With her hand on his stomach and longing to oblige his request — was it, after all, so unreasonable — a man who came from a uterus having questions about what came from hers since he hadn’t one of his own?
Well, she says, what exactly is it you want to know, I am happy to tell you if it really does interest you this much.
All of it, he replies. All of it.
*
Our Woman thinks back and commences. They lie against her couch and she talks into the space between them and the fireplace. Neither looks at the other as she soliloquizes and the fire handily cracks a bit to cover up the odd word.
Remember, she begins, I have had three children and so each birth was different. For starters they were all born in a different season and we’d different problems around the farm as each arrived. I delivered every one of them alone in a room except for a doctor or nurse who called in occasionally to ask how was I getting on and then took over at the end. In those days your husband was not allowed in the room while you gave birth. When my son was born my husband did not know he’d arrived for two days because there were a lot of problems with a sick cow at the time and he was out day and night tending to it and I had gone to Castlebar and stayed there and word had been sent, but we’d no phone then and well you don’t want to know this. The worst birth was the first, my eldest daughter, it was an indicator of what was to come for she’s a difficult and obstinate girl and pardon my vulgarity, but she has a very big head. I was offered a handful of blue and pink pills, which at first I refused, then seeing how awkward this creature was I requested they hand them to me again. They didn’t make a difference, but my waters, which had insisted on not breaking then dropped out of me and my distant memory of her birth is that my feet were as wet as a penguin’s.
He laughs.
Great, he’s still alive, she thinks.
— I can only say to you that it was an inhumane experience that I vowed so help me God I would never repeat as long as I was in the full control of my senses.
— You felt no joy? No elation? He asks. You had no moment of completeness?
— I was stitched from my arse to my elbow. I was tired, I was resentful and I wanted to cut my own hands off.
— And then?
— Then I had a cup of tea and six weeks later I felt better.
*
My second daughter flew out of me with so little warning she nearly landed head first in a bucket. That’s all I can say about it. To this day I am still confused by everything she says and she speaks in a terrible hurry and gives you no real information about anything that has happened or is likely to happen to her. If, though, you were to ask me which daughter you should marry, I would say my son, but failing that this daughter, for the older one has a vicious streak I’d be keen you avoid.
My son, Jimmy, was the last one obviously and since I knew I would not be doing it again I minded it less.

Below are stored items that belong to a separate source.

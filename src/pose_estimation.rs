//! Head pose estimation from facial landmarks.
//!
//! The estimator is a pure function over one frame's landmark set: it derives
//! yaw, pitch and roll from fixed eye-region and nose-tip mesh indices. It
//! keeps no state and is safe to call from any thread.

use crate::{
    constants::{LEFT_EYE_INDICES, NOSE_TIP_INDEX, NUM_MESH_LANDMARKS, PITCH_SCALE, RIGHT_EYE_INDICES},
    landmark::Landmark,
    Error, Result,
};

/// Head orientation reading for one frame, in degrees.
#[derive(Debug, Clone, Copy, PartialEq)]
pub struct HeadPose {
    /// Rotation about the vertical axis (left/right turn)
    pub yaw: f64,
    /// Rotation about the lateral axis (nod up/down)
    pub pitch: f64,
    /// Rotation about the depth axis (ear-to-shoulder tilt)
    pub roll: f64,
}

/// Estimate head pose from an optional landmark set.
///
/// `None` input means no face was detected this frame and yields `Ok(None)`,
/// never a zeroed pose: callers must be able to distinguish "nobody in frame"
/// from "face looking straight ahead."
///
/// # Errors
///
/// Returns an error if a landmark set is present but too short to index the
/// fixed eye and nose subsets.
pub fn estimate_pose(landmarks: Option<&[Landmark]>) -> Result<Option<HeadPose>> {
    match landmarks {
        None => Ok(None),
        Some(set) => pose_from_landmarks(set).map(Some),
    }
}

/// Compute the head pose for a full mesh landmark set.
///
/// Roll is the angle of the left-eye-center to right-eye-center vector
/// relative to horizontal. Yaw is the negation of roll, a deliberate
/// two-landmark proxy rather than a true out-of-plane solve; consumers depend
/// on the exact identity, so it must not be replaced silently. Pitch is the
/// scaled vertical offset between the eye midline and the nose tip.
///
/// # Errors
///
/// Returns an error if fewer than [`NUM_MESH_LANDMARKS`] points are given.
pub fn pose_from_landmarks(landmarks: &[Landmark]) -> Result<HeadPose> {
    if landmarks.len() < NUM_MESH_LANDMARKS {
        return Err(Error::InvalidInput(format!(
            "Expected at least {} landmarks, got {}",
            NUM_MESH_LANDMARKS,
            landmarks.len()
        )));
    }

    let left = region_centroid(landmarks, &LEFT_EYE_INDICES);
    let right = region_centroid(landmarks, &RIGHT_EYE_INDICES);

    // Degenerate geometry (identical centroids) gives atan2(0, 0) == 0,
    // collapsing roll and yaw to zero. Accepted behavior.
    let roll_rad = f64::from(right.1 - left.1).atan2(f64::from(right.0 - left.0));
    let roll = roll_rad.to_degrees();
    let yaw = -roll;

    let nose = landmarks[NOSE_TIP_INDEX];
    let eye_mid_y = f64::from(left.1 + right.1) / 2.0;
    let pitch = (eye_mid_y - f64::from(nose.y)) * PITCH_SCALE;

    Ok(HeadPose { yaw, pitch, roll })
}

/// Unweighted centroid (mean x, mean y) of a fixed landmark index subset
fn region_centroid(landmarks: &[Landmark], indices: &[usize]) -> (f32, f32) {
    let mut x = 0.0f32;
    let mut y = 0.0f32;
    for &idx in indices {
        x += landmarks[idx].x;
        y += landmarks[idx].y;
    }
    #[allow(clippy::cast_precision_loss)] // index subsets are tiny
    let n = indices.len() as f32;
    (x / n, y / n)
}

It was not an easy birth but the hospital was better and I’ll tell you the truth a strange peace came over me where I could have surrendered and died. I couldn’t explain it to you if I tried. But when I didn’t die and found I had a baby I felt not joy but certainly more contentment than with the previous two. And he was a very easy baby.
But Halim’s not satisfied with this, he wants to know about the birth. Does it hurt? And if so how? Explain this pain to him. Explain how the stomach contracts. And how the body pushes out the baby. And could she tell when she became pregnant? He’s pressing her for minute details, and yet here they are the two of them sat so peaceful.